Il visitatore osserva San Francesco «Il Poverello è in meditazione, in preghiera, tra l’altro il Santo ha già le stimate sulle mani, quindi ha già attraversato l’esperienza della Verna, ed è concentrato sul teschio che tiene in mano, diretta metafora della meditazione sulla morte. Sulle ginocchia di Francesco c’è una semplice croce di legno che poggia su di una roccia. Un dipinto scarno, essenziale, deliberatamente ridotto a una dimensione minimale dove quello che deve emergere è l’attitudine del Santo, il quale in questo spazio buio, si concentra su stesso, non avendo nessun altro interesse per ciò che ha intorno. Gli elementi che attraggono la sua e la nostra attenzione di osservatori sono il teschio, la croce e la pietra» chiarisce Di Monte, al quale facciamo notare una macchia bianca sulla spalla destra di Francesco. Lo storico dell’arte spiega che «la macchia serve a sottolineare che il saio di San Francesco aveva bisogno di qualche rattoppo. Sappiamo che il Santo, in quanto santo esemplare della povertà, portava, come i suoi biografi ci raccontano, esclusivamente il saio, avendo rinunciato a ben altri indumenti più eleganti».

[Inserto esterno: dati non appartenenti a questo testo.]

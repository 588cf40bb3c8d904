//! Admin Page (static mock-up)
//!
//! Demonstrates how the image library could be managed. No real upload
//! or storage logic: the uploader previews in memory only.

use leptos::prelude::*;
use leptos_meta::Title;

use crate::components::ImageUploader;

/// Current image library, mirrored from the deployed assets
const IMAGE_LIBRARY: &[&str] = &[
    "tennis-courts.jpg",
    "tennis-courts-wide.jpg",
    "hero-tennis.jpg",
    "club-house.jpg",
    "squash-courts.jpg",
    "clubhouse-interior.jpg",
    "news-1.jpg",
    "news-2.jpg",
];

#[component]
pub fn AdminPage() -> impl IntoView {
    view! {
        <Title text="Admin Dashboard"/>

        <section class="admin-page">
            <div class="section-heading-row">
                <h1>"Admin Dashboard"</h1>
                <a class="text-link" href="/">"Return to Site"</a>
            </div>

            <div class="admin-panel">
                <h2>"Image Management"</h2>
                <p>
                    "This page demonstrates how you could manage images for your website. \
                     In a production environment, you would have a full-featured admin \
                     panel for content management."
                </p>

                <h3>"Current Image Library"</h3>
                <div class="image-library-grid">
                    {IMAGE_LIBRARY.iter().map(|filename| view! {
                        <figure class="library-image">
                            <img
                                src=format!("/images/{}", filename)
                                alt=format!("Library image {}", filename)
                            />
                            <figcaption>{*filename}</figcaption>
                        </figure>
                    }).collect_view()}
                </div>

                <h3>"Upload New Image"</h3>
                <ImageUploader/>
            </div>

            <div class="admin-panel">
                <h2>"Image Storage"</h2>
                <p>
                    "The deployed site serves images from local storage with framework \
                     image optimization. A production admin panel would typically move \
                     the library to object storage behind a CDN."
                </p>
            </div>
        </section>
    }
}
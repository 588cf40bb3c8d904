//! Newsletter Signup
//!
//! Signup strip at the foot of the blog page. Renders and resets; no
//! address is stored or sent.

use leptos::prelude::*;

#[component]
pub fn NewsletterSignup() -> impl IntoView {
    let (email, set_email) = signal(String::new());
    let (subscribed, set_subscribed) = signal(false);

    let on_submit = move |ev: web_sys::SubmitEvent| {
        ev.prevent_default();
        if email.get().is_empty() {
            return;
        }
        set_email.set(String::new());
        set_subscribed.set(true);
    };

    view! {
        <section class="newsletter">
            <h2>"Subscribe to Our Newsletter"</h2>
            <p>
                "Stay up to date with the latest kitchen design trends, tips, and \
                 inspiration. We promise not to spam your inbox!"
            </p>

            <Show
                when=move || !subscribed.get()
                fallback=|| view! { <p class="newsletter-thanks">"Thanks for subscribing!"</p> }
            >
                <form class="newsletter-form" on:submit=on_submit>
                    <input
                        type="email"
                        placeholder="Your email address"
                        required
                        prop:value=move || email.get()
                        on:input=move |ev| set_email.set(event_target_value(&ev))
                    />
                    <button type="submit">"Subscribe"</button>
                </form>
            </Show>

            <p class="newsletter-smallprint">
                "By subscribing, you agree to our Privacy Policy. You can unsubscribe at \
                 any time."
            </p>
        </section>
    }
}
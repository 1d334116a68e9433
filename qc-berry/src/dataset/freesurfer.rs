//! FreeSurfer `recon-all.log` 中 Euler 数的提取.
//!
//! `recon-all` 在拓扑修复前会输出形如
//! `orig.nofix lheno =  -38, rheno =  -52` 的一行, 这里取最后一次出现的值.
//! 日志缺失或没有这一行时, 对 `surf/{lh,rh}.orig.nofix` 运行 `mris_euler_number` 重新计算.

use std::collections::BTreeMap;
use std::fs;
use std::path::{Path, PathBuf};
use std::process::Command;

use walkdir::WalkDir;

use crate::config::EulerConfig;
use crate::data::{fmt_f64, RawTable};
use crate::error::{QcError, QcResult};

/// `recon-all.log` 中 Euler 数所在行的标记.
pub const EULER_MARKER: &str = "orig.nofix lheno";

/// Euler 汇总表的列.
pub const EULER_COLUMNS: [&str; 7] = ["fs_subject", "sub", "ses", "site", "lh_en", "rh_en", "avg_en"];

/// 解析日志文本, 返回 `(lh, rh)`. 找不到标记行或解析失败时返回 `None`.
pub fn parse_recon_log(text: &str) -> Option<(f64, f64)> {
    let line = text.lines().filter(|l| l.contains(EULER_MARKER)).last()?;
    let parts: Vec<&str> = line.split_whitespace().collect();
    let lh = parts.get(3)?.trim_end_matches(',').parse().ok()?;
    let rh = parts.get(6)?.parse().ok()?;
    Some((lh, rh))
}

/// `mris_euler_number` 输出首行中 Euler 数所在的 token 下标.
const MRIS_EULER_TOKEN: usize = 12;

/// 解析 `mris_euler_number` 的输出. Euler 数是首行第 13 个 token, 如
/// `euler # = v-e+f = 2g+2: 163994 - 491976 + 327984 = 2 --> 0 holes` 中的 `2`.
pub fn parse_mris_output(text: &str) -> Option<f64> {
    text.lines()
        .next()?
        .split_whitespace()
        .nth(MRIS_EULER_TOKEN)?
        .parse()
        .ok()
}

fn run_mris_euler_number(program: &str, surf: &Path) -> Result<f64, String> {
    let out = Command::new(program)
        .arg(surf)
        .output()
        .map_err(|e| format!("cannot run {program}: {e}"))?;
    if !out.status.success() {
        return Err(format!("{program} {} exited with {}", surf.display(), out.status));
    }
    let mut text = String::from_utf8_lossy(&out.stdout).into_owned();
    text.push_str(&String::from_utf8_lossy(&out.stderr));
    parse_mris_output(&text).ok_or_else(|| format!("unexpected {program} output for {}", surf.display()))
}

/// 对 `subject_dir/surf/{lh,rh}.orig.nofix` 分别运行 `program`, 返回 `(lh, rh)`.
///
/// 表面文件缺失、程序无法启动、退出码非零或输出无法解析时返回原因.
pub fn euler_from_surfaces(subject_dir: &Path, program: &str) -> Result<(f64, f64), String> {
    let surf = subject_dir.join("surf");
    let [lh, rh] = ["lh.orig.nofix", "rh.orig.nofix"].map(|n| surf.join(n));
    if !(lh.is_file() && rh.is_file()) {
        return Err(format!("no orig.nofix surfaces under {}", surf.display()));
    }
    Ok((
        run_mris_euler_number(program, &lh)?,
        run_mris_euler_number(program, &rh)?,
    ))
}

/// 从 FreeSurfer 被试名 (如 `sub-ADNI941S7074_ses-M000`) 解析 `(sub, ses)`.
///
/// 不含 `sub-` 实体时, 整个名字作为 `sub`.
pub fn parse_fs_subject(name: &str) -> (String, Option<String>) {
    let mut sub = None;
    let mut ses = None;
    for p in name.split('_') {
        if p.starts_with("sub-") {
            sub = Some(p.to_string());
        } else if p.starts_with("ses-") {
            ses = Some(p.to_string());
        }
    }
    (sub.unwrap_or_else(|| name.to_string()), ses)
}

/// 由被试 ID 推导站点代码: 去掉全部 `prefix` 后取前 `len` 个字符.
///
/// 如 `sub-ADNI941S7074` -> `941`.
pub fn site_code(sub: &str, prefix: &str, len: usize) -> String {
    let stripped = if prefix.is_empty() {
        sub.to_string()
    } else {
        sub.replace(prefix, "")
    };
    stripped.chars().take(len).collect()
}

/// 一个 FreeSurfer 被试的 Euler 数.
#[derive(Clone, Debug, PartialEq)]
pub struct EulerRecord {
    /// FreeSurfer 被试名 (目录名).
    pub fs_subject: String,
    /// `sub-*`.
    pub sub: String,
    /// `ses-*`, 可能缺失.
    pub ses: Option<String>,
    /// 站点代码.
    pub site: String,
    /// 左半球 Euler 数.
    pub lh_en: f64,
    /// 右半球 Euler 数.
    pub rh_en: f64,
    /// 两半球平均值.
    pub avg_en: f64,
}

/// 整棵目录树的提取结果.
#[derive(Clone, Debug, Default, PartialEq)]
pub struct EulerExtraction {
    /// 成功提取的被试, 按被试名排序.
    pub records: Vec<EulerRecord>,
    /// 日志与 `mris_euler_number` 都拿不到 Euler 数的被试名.
    pub missing: Vec<String>,
}

impl EulerExtraction {
    /// 转为 `euler_summary.tsv` 格式的表.
    pub fn to_table(&self) -> RawTable {
        let rows = self
            .records
            .iter()
            .map(|r| {
                vec![
                    r.fs_subject.clone(),
                    r.sub.clone(),
                    r.ses.clone().unwrap_or_default(),
                    r.site.clone(),
                    fmt_f64(Some(r.lh_en)),
                    fmt_f64(Some(r.rh_en)),
                    fmt_f64(Some(r.avg_en)),
                ]
            })
            .collect();
        RawTable::new(
            "euler summary",
            EULER_COLUMNS.iter().map(|s| s.to_string()).collect(),
            rows,
        )
    }
}

/// 收集 `root` 下所有 `<fs_subject>/scripts/recon-all.log` 对应的被试目录.
///
/// 一个日志都没有时, `root` 下的每个子目录都视为被试.
fn collect_subjects(root: &Path) -> QcResult<BTreeMap<String, PathBuf>> {
    let mut ans = BTreeMap::new();
    for entry in WalkDir::new(root).into_iter().filter_map(|e| e.ok()) {
        let p = entry.path();
        if entry.file_type().is_file()
            && p.file_name().is_some_and(|n| n == "recon-all.log")
            && p.parent()
                .and_then(|s| s.file_name())
                .is_some_and(|n| n == "scripts")
        {
            if let Some(dir) = p.parent().and_then(Path::parent) {
                if let Some(name) = dir.file_name().and_then(|n| n.to_str()) {
                    ans.insert(name.to_string(), dir.to_owned());
                }
            }
        }
    }

    if ans.is_empty() {
        for entry in fs::read_dir(root)? {
            let entry = entry?;
            if entry.file_type()?.is_dir() {
                ans.insert(entry.file_name().to_string_lossy().into_owned(), entry.path());
            }
        }
    }
    Ok(ans)
}

/// 遍历 `SUBJECTS_DIR`, 提取每个被试的 Euler 数.
pub fn extract_tree<P: AsRef<Path>>(root: P, config: &EulerConfig) -> QcResult<EulerExtraction> {
    let root = root.as_ref();
    if !root.is_dir() {
        return Err(QcError::MissingInput(root.to_owned()));
    }

    let mut ans = EulerExtraction::default();
    for (i, (name, dir)) in collect_subjects(root)?.into_iter().enumerate() {
        let log_file = dir.join("scripts").join("recon-all.log");
        let parsed = match fs::read(&log_file) {
            Ok(bytes) => {
                let parsed = parse_recon_log(&String::from_utf8_lossy(&bytes));
                if parsed.is_none() {
                    log::warn!("{i}: {name} log parse failed, trying {}", config.mris_euler_number);
                }
                parsed
            }
            Err(_) => {
                log::warn!("{i}: {name} missing log, trying {}", config.mris_euler_number);
                None
            }
        };
        let parsed = parsed.or_else(|| match euler_from_surfaces(&dir, &config.mris_euler_number) {
            Ok(v) => Some(v),
            Err(reason) => {
                log::warn!("{i}: QC failed for {name}: {reason}");
                None
            }
        });

        match parsed {
            Some((lh_en, rh_en)) => {
                let (sub, ses) = parse_fs_subject(&name);
                let site = site_code(&sub, &config.site_prefix, config.site_len);
                let avg_en = (lh_en + rh_en) / 2.0;
                log::debug!("{i}: {name} processed. avg_en = {avg_en}");
                ans.records.push(EulerRecord {
                    fs_subject: name,
                    sub,
                    ses,
                    site,
                    lh_en,
                    rh_en,
                    avg_en,
                });
            }
            None => ans.missing.push(name),
        }
    }
    Ok(ans)
}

In tutti i dipinti di Caravaggio, fondamentale è la luce. «la luce di Merisi è una luce che rinuncia deliberatamente a quel genere di chiarore diffuso che era stato tradizionale appannaggio della pittura non solo italiana fino alla fine del Cinquecento, una luce che invade lo spazio della rappresentazione. Nel caso di Caravaggio questa illuminazione cambia radicalmente di natura, la luce diventa una luce che ha una fonte particolare, locale, circoscritta, che si proietta unicamente sulla struttura plastica e volumetrica degli oggetti, lasciando tutto il resto in ombra. Si dice che Caravaggio dipingesse i suoi modelli all’interno di una stanza dalle pareti nere per evitare l’effetto del riverbero e della diffusione, in modo che la luce potesse produrre delle ombre nette, definite e che quindi producesse dei contrasti illuministici assolutamente drammatici nella loro evidenza» conclude Di Monte, nato a Roma nel 1966.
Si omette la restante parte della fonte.